» **Problem details**: Go through the records and copy each line where the string "BrokerConfig" occurs.

» **Dataset records**:
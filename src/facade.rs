//! Per-request audit reporting
//!
//! `RequestAuditFacade::report` fans one terminal outcome out to every
//! sink, in a fixed order:
//!
//! 1. `api.calls` counter
//! 2. current span error attributes and a log line
//! 3. recent-activity entry
//! 4. durable audit event
//!
//! Every step is isolated from the others and none of them can fail the
//! caller.

use crate::activity::RecentActivityLog;
use crate::publisher::AuditPublisher;
use crate::telemetry::Telemetry;
use crate::types::{AuditEvent, Outcome};

/// Terminal outcome of one business operation
#[derive(Debug, Clone, PartialEq)]
pub struct Report {
    /// Logical operation name (e.g., "/db/message")
    pub operation: String,
    pub method: String,
    pub actor_id: Option<String>,
    pub outcome: Outcome,
    /// Recent-activity details
    pub detail: String,
    /// Error message attached to the current span on failure
    pub error: Option<String>,
    /// Recent-activity action tag; derived from `operation` when unset
    pub action: Option<String>,
}

impl Report {
    pub fn success(operation: impl Into<String>, method: impl Into<String>) -> Self {
        let operation = operation.into();
        let method = method.into();
        Self {
            detail: format!("{} {}", method, operation),
            operation,
            method,
            actor_id: None,
            outcome: Outcome::Success,
            error: None,
            action: None,
        }
    }

    pub fn failure(
        operation: impl Into<String>,
        method: impl Into<String>,
        error: impl Into<String>,
    ) -> Self {
        let error = error.into();
        Self {
            operation: operation.into(),
            method: method.into(),
            actor_id: None,
            outcome: Outcome::Error,
            detail: error.clone(),
            error: Some(error),
            action: None,
        }
    }

    pub fn actor(mut self, actor_id: Option<impl Into<String>>) -> Self {
        self.actor_id = actor_id.map(Into::into);
        self
    }

    pub fn detail(mut self, detail: impl Into<String>) -> Self {
        self.detail = detail.into();
        self
    }

    pub fn action(mut self, action: impl Into<String>) -> Self {
        self.action = Some(action.into());
        self
    }

    /// The recent-activity tag for this report
    ///
    /// `/db/message` becomes `db_message`, with `_error` appended on failure.
    pub fn action_tag(&self) -> String {
        if let Some(ref action) = self.action {
            return action.clone();
        }
        let slug = action_slug(&self.operation);
        match self.outcome {
            Outcome::Success => slug,
            Outcome::Error => format!("{}_error", slug),
        }
    }
}

/// Turn an operation path into an identifier-style tag
pub fn action_slug(operation: &str) -> String {
    let slug: String = operation
        .trim_matches('/')
        .chars()
        .map(|c| if c.is_ascii_alphanumeric() { c.to_ascii_lowercase() } else { '_' })
        .collect();
    if slug.is_empty() {
        "root".to_string()
    } else {
        slug
    }
}

/// Fans request outcomes out to counters, spans, logs, cache, and broker
#[derive(Clone)]
pub struct RequestAuditFacade {
    telemetry: Telemetry,
    activity: RecentActivityLog,
    publisher: AuditPublisher,
}

impl RequestAuditFacade {
    pub fn new(telemetry: Telemetry, activity: RecentActivityLog, publisher: AuditPublisher) -> Self {
        Self {
            telemetry,
            activity,
            publisher,
        }
    }

    /// Record one terminal outcome
    pub async fn report(&self, report: Report) {
        self.telemetry
            .record_request(&report.operation, &report.method, report.outcome);

        let actor = report.actor_id.as_deref().unwrap_or("anonymous");
        match report.outcome {
            Outcome::Error => {
                let message = report.error.as_deref().unwrap_or(&report.detail);
                if let Some(span) = Telemetry::current_span() {
                    span.record_error(message);
                }
                tracing::error!(
                    endpoint = %report.operation,
                    method = %report.method,
                    actor,
                    error = %message,
                    "Request failed"
                );
            }
            Outcome::Success => {
                tracing::info!(
                    endpoint = %report.operation,
                    method = %report.method,
                    actor,
                    "Request succeeded"
                );
            }
        }

        self.activity
            .record(&report.action_tag(), &report.detail)
            .await;

        self.publisher.publish(AuditEvent::new(
            report.operation,
            report.method,
            report.outcome,
            report.actor_id,
        ));
    }

    pub fn telemetry(&self) -> &Telemetry {
        &self.telemetry
    }

    pub fn activity(&self) -> &RecentActivityLog {
        &self.activity
    }

    pub fn publisher(&self) -> &AuditPublisher {
        &self.publisher
    }
}

#[cfg(test)]
mod tests {
    use super::*;
    use crate::cache::{MemoryCache, ResilientConnector};
    use crate::config::{BrokerConfig, PublisherConfig};
    use crate::provider::memory::MemoryBroker;
    use crate::telemetry::{MemorySpanExporter, API_CALLS, ATTR_ERROR, SINK_ERRORS};
    use std::sync::Arc;
    use std::time::Duration;

    struct Harness {
        facade: RequestAuditFacade,
        cache: MemoryCache,
        broker: MemoryBroker,
        spans: Arc<MemorySpanExporter>,
    }

    fn harness() -> Harness {
        let spans = Arc::new(MemorySpanExporter::new());
        let telemetry = Telemetry::new("test", spans.clone());
        let cache = MemoryCache::new();
        let broker = MemoryBroker::new();
        let connector = ResilientConnector::new(Arc::new(cache.clone()), 3, Duration::from_secs(2));
        let activity = RecentActivityLog::new(connector, "api_logs", telemetry.clone());
        let publisher = AuditPublisher::spawn(
            Arc::new(broker.clone()),
            &BrokerConfig::default(),
            &PublisherConfig::default(),
            telemetry.clone(),
        );
        Harness {
            facade: RequestAuditFacade::new(telemetry, activity, publisher),
            cache,
            broker,
            spans,
        }
    }

    fn login_labels(status: &'static str) -> [(&'static str, &'static str); 3] {
        [("endpoint", "/login"), ("method", "POST"), ("status", status)]
    }

    #[test]
    fn test_action_slug() {
        assert_eq!(action_slug("/db/message"), "db_message");
        assert_eq!(action_slug("/db/messages/search"), "db_messages_search");
        assert_eq!(action_slug("/logs/redis"), "logs_redis");
        assert_eq!(action_slug("/"), "root");
    }

    #[test]
    fn test_action_tag_defaults_and_override() {
        assert_eq!(Report::success("/db/message", "POST").action_tag(), "db_message");
        assert_eq!(
            Report::failure("/db/message", "POST", "boom").action_tag(),
            "db_message_error"
        );
        assert_eq!(
            Report::success("/db/message", "POST").action("db_insert").action_tag(),
            "db_insert"
        );
    }

    #[tokio::test]
    async fn test_anonymous_login_failure() {
        let h = harness();

        h.facade
            .report(Report::failure("/login", "POST", "Invalid credentials").actor(None::<String>))
            .await;
        h.facade.publisher().flush().await.unwrap();

        let telemetry = h.facade.telemetry();
        assert_eq!(telemetry.counter_value(API_CALLS, &login_labels("error")), 1);
        assert_eq!(telemetry.counter_value(API_CALLS, &login_labels("success")), 0);

        let events = h.broker.events("api-logs");
        assert_eq!(events.len(), 1);
        assert_eq!(events[0].actor_id, None);
        assert_eq!(events[0].status, Outcome::Error);

        let recent = h.facade.activity().read_recent(1).await.unwrap();
        assert_eq!(recent[0].entry().unwrap().action, "login_error");
        assert_eq!(recent[0].entry().unwrap().details, "Invalid credentials");
    }

    #[tokio::test]
    async fn test_success_counts_only_success() {
        let h = harness();

        h.facade
            .report(Report::success("/login", "POST").actor(Some("alice")))
            .await;
        h.facade.publisher().flush().await.unwrap();

        let telemetry = h.facade.telemetry();
        assert_eq!(telemetry.counter_value(API_CALLS, &login_labels("success")), 1);
        assert_eq!(telemetry.counter_value(API_CALLS, &login_labels("error")), 0);
        assert_eq!(h.broker.events("api-logs")[0].actor_id.as_deref(), Some("alice"));
    }

    #[tokio::test]
    async fn test_error_annotates_current_span() {
        let h = harness();
        let facade = h.facade.clone();

        let _: Result<(), String> = h
            .facade
            .telemetry()
            .with_span("save_message", async move {
                facade
                    .report(Report::failure("/db/message", "POST", "disk full"))
                    .await;
                Ok(())
            })
            .await;

        let span = &h.spans.named("save_message")[0];
        assert!(span.error);
        assert_eq!(span.error_message(), Some("disk full"));
        assert!(span.attribute(ATTR_ERROR).is_some());
    }

    #[tokio::test(start_paused = true)]
    async fn test_all_sinks_down_never_fails_caller() {
        let h = harness();
        h.cache.set_available(false);
        h.broker.set_available(false);

        h.facade
            .report(Report::success("/db/messages", "GET").actor(Some("bob")))
            .await;
        h.facade.publisher().flush().await.unwrap();

        let telemetry = h.facade.telemetry();
        assert_eq!(telemetry.counter_total(API_CALLS), 1);
        assert_eq!(telemetry.counter_value(SINK_ERRORS, &[("sink", "recent_activity")]), 1);
        assert_eq!(telemetry.counter_value(SINK_ERRORS, &[("sink", "audit_publisher")]), 1);
    }
}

» **Reply to the task**:
    use crate::config::{BrokerConfig, PublisherConfig};
            &BrokerConfig::default(),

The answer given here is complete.